Bonaventura Cavaleri (1598-1647)

    Born in Milan, Cavalieri joined the rather small Jesuit religious order as a boy of 15. At the age of 23, he took up an intensive study of mathematics, having been told that it was an effective remedy against depression. He then visited with Galileo at Padua and for a short while was a lecturer in mathematics at Pisa. Cavalieri always considered himself a disciple of Galileo, writing the great man 112 letters between 1619 and 1641. In 1629, probably through Galileo’s influence, Cavalieri was made a professor at the University of Bologna, where he remained until his death.
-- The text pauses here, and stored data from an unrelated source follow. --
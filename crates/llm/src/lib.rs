//! LLM and embedding provider clients
//!
//! Features:
//! - `LlmBackend` trait with an OpenAI-compatible HTTP implementation
//! - Retry with exponential backoff for transient failures
//! - Global concurrency semaphores capping fan-out to external services
//! - `Embedder` trait with an HTTP embedding client
//! - Constrained-JSON response parsing helpers

pub mod backend;
pub mod embeddings;
pub mod prompt;

pub use backend::{GenerationResult, LlmBackend, OpenAiBackend};
pub use embeddings::{Embedder, HttpEmbedder};
pub use prompt::{extract_json_object, Message, Role};

use thiserror::Error;

/// LLM and embedding errors
#[derive(Error, Debug)]
pub enum LlmError {
    #[error("API error: {0}")]
    Api(String),

    #[error("network error: {0}")]
    Network(String),

    #[error("timeout")]
    Timeout,

    #[error("invalid response: {0}")]
    InvalidResponse(String),

    #[error("embedding error: {0}")]
    Embedding(String),

    #[error("configuration error: {0}")]
    Configuration(String),
}

impl From<reqwest::Error> for LlmError {
    fn from(err: reqwest::Error) -> Self {
        if err.is_timeout() {
            LlmError::Timeout
        } else {
            LlmError::Network(err.to_string())
        }
    }
}

impl LlmError {
    /// Transient failures worth retrying with backoff
    pub fn is_retryable(&self) -> bool {
        matches!(self, LlmError::Network(_) | LlmError::Timeout)
    }
}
    Cavalieri’s method of "indivisibles" was a crude and naive foreshadowing of the integral calculus. The method rests on the assumption that a line is composed of an infinite number of successive points, a plane figure of an infinite number of parallel line segments, and a solid body of an infinite number of parallel plane areas. The determination of, say, a plane area was obtained by dividing it up into equally spaced parallel lines, arbitrarily close together, and summing up "all the lines" (that is, the space between them) as the number of lines becomes infinitely large. We know that these ideas were developed in 1629, for Cavalieri wrote Galileo about them; but they did not appear in print until the publication of his Geometria indivisibilibus (1635). The work was roundly criticized and later expanded into the influential Exercitationes geometricae of 1647. Although Cavalieri’s techniques yielded correct results -- such as the area of an ellipse and the volume of a sphere -- they lacked a mathematical foundation.